Сразу посветлело вокруг, багровые блики заметались, заплясали на ветровом стекле «газика», на тусклом лаке его пыльного кузова.

Вася изобретательно смастерил факел, намотав на кусок толстой проволоки пук тряпок, облил их бензином, маслом и побежал с этим факелом поджигать соседние скирды. Его юркая фигурка, то сплошь черная на ярких оранжево-белых полотнищах огня, то, наоборот, отчетливо вся высвеченная на черноте неба, торопливо сновала между скирдами, убегая от трескучих взмахов огненных крыл, рожденных прикосновением его факела. Каждый скирд он поджигал в нескольких местах, с разных концов, и степь трепещуще озарялась все шире, в ней становилось все светлее, из тьмы выступали все новые и новые скирды — все их бесконечное множество на всем протяжении поля, до самых дальних его краев.

— Василий, хватит! Некогда, ехать надо! Дед, садись на лошадь, бери у него факел, — распорядился Павел Васильевич. — Ни одного скирда не оставляй, понял?

Калашник послушно выпряг лошадь, скинул с нее хомут, седелку, по-крестьянски на нее забрался: с колеса брички упал животом на спину лошади, крутнулся, перенес ногу, умащиваясь верхом. Раскоряченными коленями охватив лошадиные бока, задниками кривых, стоптанных своих сапог поколачивая ее под брюхо, он затрусил по жнивью, держа в левой, отнесенной от себя руке дымный факел, роняющий огненные капли.

Стоя у брички, Антонина широко открытыми, наполненными чернотой и блеском пламени глазами следила, как новые и новые скирды занимаются огнем, как растет его неудержимая, бушующая мощь на просторе поля перед нею, как иные скирды, особенно, должно быть, сухие, накаленные объявшим их жаром, в какой-то миг точно взрываются изнутри, разваливаются на пылающие, живые, шевелящиеся груды, вдруг взлетающие вверх малиновыми облаками искр, — и беззвучные слезы текли, текли по ее сплошь мокрому лицу.

— Антонина… Тоня… Ну, держись же ты! — говорил Николай Иванович, а сам покашливал, моргал, морщился, как от боли, и слезы блестели в его глазах…

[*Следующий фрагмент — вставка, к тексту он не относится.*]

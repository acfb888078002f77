#[cfg(test)]
#[path = "interaction_test.rs"]
mod tests;

use crate::domain::models::InteractionStatus;

/// Inputs to the status register, one per lifecycle edge of the controllers.
#[derive(Clone, Copy, Debug, PartialEq, Eq)]
pub enum StatusEvent {
    CaptureStarted,
    CaptureEnded,
    DispatchStarted,
    /// The last in-flight dispatch settled. `speaking` is true when the reply
    /// is being voiced, so processing hands over to speaking directly.
    DispatchFinished {
        speaking: bool,
    },
    SpeakInvoked,
    PlaybackFinished,
}

/// Single source of truth for what the assistant is doing. Whichever event
/// arrives last decides the status.
#[derive(Default)]
pub struct Interaction {
    status: InteractionStatus,
}

impl Interaction {
    pub fn status(&self) -> InteractionStatus {
        return self.status;
    }

    /// Applies `event` and returns the new status when it changed.
    pub fn apply(&mut self, event: StatusEvent) -> Option<InteractionStatus> {
        let next = match (self.status, event) {
            (_, StatusEvent::CaptureStarted) => InteractionStatus::Listening,
            (InteractionStatus::Listening, StatusEvent::CaptureEnded) => InteractionStatus::Idle,
            (_, StatusEvent::DispatchStarted) => InteractionStatus::Processing,
            (_, StatusEvent::DispatchFinished { speaking: true }) => InteractionStatus::Speaking,
            (InteractionStatus::Processing, StatusEvent::DispatchFinished { speaking: false }) => {
                InteractionStatus::Idle
            }
            (_, StatusEvent::SpeakInvoked) => InteractionStatus::Speaking,
            (InteractionStatus::Speaking, StatusEvent::PlaybackFinished) => {
                InteractionStatus::Idle
            }
            (current, _) => current,
        };

        if next == self.status {
            return None;
        }

        tracing::debug!(from = %self.status, to = %next, event = ?event, "Interaction status");
        self.status = next;
        return Some(next);
    }
}
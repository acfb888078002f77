pub mod backends;
pub mod hosts;
#[cfg(test)]
#[path = "speech_output_test.rs"]
mod tests;

use tokio::sync::mpsc;
use tokio_util::sync::CancellationToken;

use crate::domain::models::BackendBox;
use crate::domain::models::Capability;
use crate::domain::models::Language;
use crate::domain::models::PlaybackEvent;
use crate::domain::models::PlayerBox;
use crate::domain::models::SynthesisBox;
use crate::domain::models::VoiceSettings;

/// Everything one utterance task needs, detached from the controller.
struct Utterance {
    id: u64,
    text: String,
    language: Language,
    settings: VoiceSettings,
    backend: Option<BackendBox>,
    player: Option<PlayerBox>,
    synthesis: Option<SynthesisBox>,
    cancel: CancellationToken,
    tx: mpsc::UnboundedSender<PlaybackEvent>,
}

impl Utterance {
    fn send(&self, event: PlaybackEvent) {
        if self.cancel.is_cancelled() {
            return;
        }
        if let Err(err) = self.tx.send(event) {
            tracing::warn!(error = ?err, "Playback listener is gone");
        }
    }

    async fn play_primary(&self) -> bool {
        let (Some(backend), Some(player)) = (&self.backend, &self.player) else {
            return false;
        };

        let audio = tokio::select! {
            res = backend.synthesize(&self.text, self.language) => res,
            _ = self.cancel.cancelled() => return true,
        };

        let audio = match audio {
            Ok(audio) => audio,
            Err(err) => {
                tracing::warn!(error = ?err, "Backend speech failed, falling back to local synthesis");
                return false;
            }
        };

        self.send(PlaybackEvent::Started(self.id));
        if let Err(err) = player.play(audio, self.cancel.clone()).await {
            tracing::warn!(error = ?err, "Audio playback failed, falling back to local synthesis");
            return false;
        }

        self.send(PlaybackEvent::Ended(self.id));
        return true;
    }

    async fn run(self) {
        if self.play_primary().await || self.cancel.is_cancelled() {
            return;
        }

        let Some(synthesis) = &self.synthesis else {
            self.send(PlaybackEvent::Failed(
                self.id,
                "no speech output available".to_string(),
            ));
            return;
        };

        self.send(PlaybackEvent::Started(self.id));
        let res = synthesis
            .speak(
                &self.text,
                self.language.locale(),
                &self.settings,
                self.cancel.clone(),
            )
            .await;

        match res {
            Ok(()) => self.send(PlaybackEvent::Ended(self.id)),
            Err(err) => {
                tracing::warn!(error = ?err, "Local speech synthesis failed");
                self.send(PlaybackEvent::Failed(self.id, err.to_string()));
            }
        }
    }
}

/// Outcome of a playback event for the live utterance.
#[derive(Clone, Debug, PartialEq, Eq)]
pub enum PlaybackOutcome {
    Started,
    Finished,
}

/// Owns the one playback slot of the device. A new utterance always cancels
/// the previous one first.
pub struct SpeechOutput {
    backend: BackendBox,
    player: Capability<PlayerBox>,
    synthesis: Capability<SynthesisBox>,
    tx: mpsc::UnboundedSender<PlaybackEvent>,
    settings: VoiceSettings,
    language: Language,
    online: bool,
    next_id: u64,
    current: Option<(u64, CancellationToken)>,
}

impl SpeechOutput {
    pub fn new(
        backend: BackendBox,
        player: Capability<PlayerBox>,
        synthesis: Capability<SynthesisBox>,
        settings: VoiceSettings,
        language: Language,
        tx: mpsc::UnboundedSender<PlaybackEvent>,
    ) -> SpeechOutput {
        return SpeechOutput {
            backend,
            player,
            synthesis,
            tx,
            settings: settings.clamped(),
            language,
            online: true,
            next_id: 0,
            current: None,
        };
    }

    pub fn set_language(&mut self, language: Language) {
        self.language = language;
    }

    pub fn set_online(&mut self, online: bool) {
        self.online = online;
    }

    pub fn set_settings(&mut self, settings: VoiceSettings) {
        self.settings = settings.clamped();
    }

    pub fn settings(&self) -> VoiceSettings {
        return self.settings;
    }

    pub fn is_speaking(&self) -> bool {
        return self.current.is_some();
    }

    /// Starts voicing `text`. Returns false when no output path exists, in
    /// which case nothing plays and no error is raised.
    pub fn speak(&mut self, text: &str, language: Option<Language>) -> bool {
        self.stop();

        if text.trim().is_empty() {
            return false;
        }

        let use_primary = self.online && self.player.is_available();
        if !use_primary && !self.synthesis.is_available() {
            tracing::debug!("No speech output path available");
            return false;
        }

        self.next_id += 1;
        let cancel = CancellationToken::new();
        self.current = Some((self.next_id, cancel.clone()));

        let utterance = Utterance {
            id: self.next_id,
            text: text.to_string(),
            language: language.unwrap_or(self.language),
            settings: self.settings,
            backend: use_primary.then(|| return self.backend.clone()),
            player: self.player.get().filter(|_| return use_primary).cloned(),
            synthesis: self.synthesis.get().cloned(),
            cancel,
            tx: self.tx.clone(),
        };

        tracing::debug!(utterance = utterance.id, primary = use_primary, "Speaking");
        tokio::spawn(utterance.run());

        return true;
    }

    /// Cancels whatever is playing. Safe to call when idle. Returns the id of
    /// the cancelled utterance.
    pub fn stop(&mut self) -> Option<u64> {
        let (id, cancel) = self.current.take()?;
        cancel.cancel();
        tracing::debug!(utterance = id, "Cancelled utterance");
        return Some(id);
    }

    /// Maps an event to an outcome, dropping events of cancelled utterances.
    pub fn handle(&mut self, event: PlaybackEvent) -> Option<PlaybackOutcome> {
        let (id, _) = self.current.as_ref()?;
        if *id != event.utterance() {
            return None;
        }

        match event {
            PlaybackEvent::Started(_) => return Some(PlaybackOutcome::Started),
            PlaybackEvent::Ended(_) => {
                self.current = None;
                return Some(PlaybackOutcome::Finished);
            }
            PlaybackEvent::Failed(_, reason) => {
                tracing::warn!(reason, "Speech output degraded silently");
                self.current = None;
                return Some(PlaybackOutcome::Finished);
            }
        }
    }
}
#[cfg(test)]
#[path = "backend_test.rs"]
mod tests;

use std::sync::Arc;

use anyhow::Result;
use async_trait::async_trait;
use serde_derive::Deserialize;
use serde_derive::Serialize;

use super::Language;
use super::Session;
use super::SessionTranscript;

/// Body of one chat turn. `session_id` is always sent, `null` meaning the
/// backend should mint a new session.
#[derive(Clone, Debug, PartialEq, Serialize, Deserialize)]
#[serde(rename_all = "camelCase")]
pub struct ChatRequest {
    pub message: String,
    pub language: Language,
    pub user_id: String,
    pub session_id: Option<String>,
    pub user_context: Option<serde_json::Value>,
}

#[derive(Clone, Debug, Default, PartialEq, Serialize, Deserialize)]
#[serde(rename_all = "camelCase")]
pub struct ChatReply {
    #[serde(default)]
    pub reply: Option<String>,
    #[serde(default)]
    pub session_id: Option<String>,
}

#[async_trait]
pub trait Backend {
    /// Used at startup to tell the farmer early when the assistant server
    /// can't be reached.
    async fn health_check(&self) -> Result<()>;

    /// Sends one chat turn and returns the parsed reply. A reply without text
    /// is returned as is, the caller decides how to report it.
    async fn send_message(&self, request: &ChatRequest) -> Result<ChatReply>;

    /// Requests encoded audio for `text`.
    async fn synthesize(&self, text: &str, language: Language) -> Result<Vec<u8>>;

    async fn list_sessions(&self, user_id: &str) -> Result<Vec<Session>>;

    async fn load_session(&self, session_id: &str) -> Result<SessionTranscript>;
}

pub type BackendBox = Arc<dyn Backend + Send + Sync>;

То место, где они стояли, было самым высоким на поле, в ясные дни с него было видно далеко в разные стороны — и большак, и ту землю, что за большаком, и поля «Прогресса», «Памяти Ленина» тоже. Сейчас там пластался мутный мрак, в котором ничего нельзя было разглядеть определенного, и только светилось, все прибавляясь, увеличиваясь в числе, множество багровых дымных точек.

Это тоже горели скирды. Там тоже сжигали хлеб, и он горел так же неохотно сначала, так же неподатливо огню, а потом, разойдясь, побежденный, так же дымно, жарко и уже неостановимо, с громким треском сухих, туго налитых зрелым зерном колосьев.

И, странно, это открывавшееся с высоты свечение дымного багрового огня в ночи казалось почему-то знакомым, как будто когда-то уже виденным, когда-то уже пережитым Антониной и тремя мужчинами, которым надо было ехать, но которые продолжали стоять вместе с нею и не могли оторвать своих взглядов от зрелища гигантского, охватившего не один десяток верст костра.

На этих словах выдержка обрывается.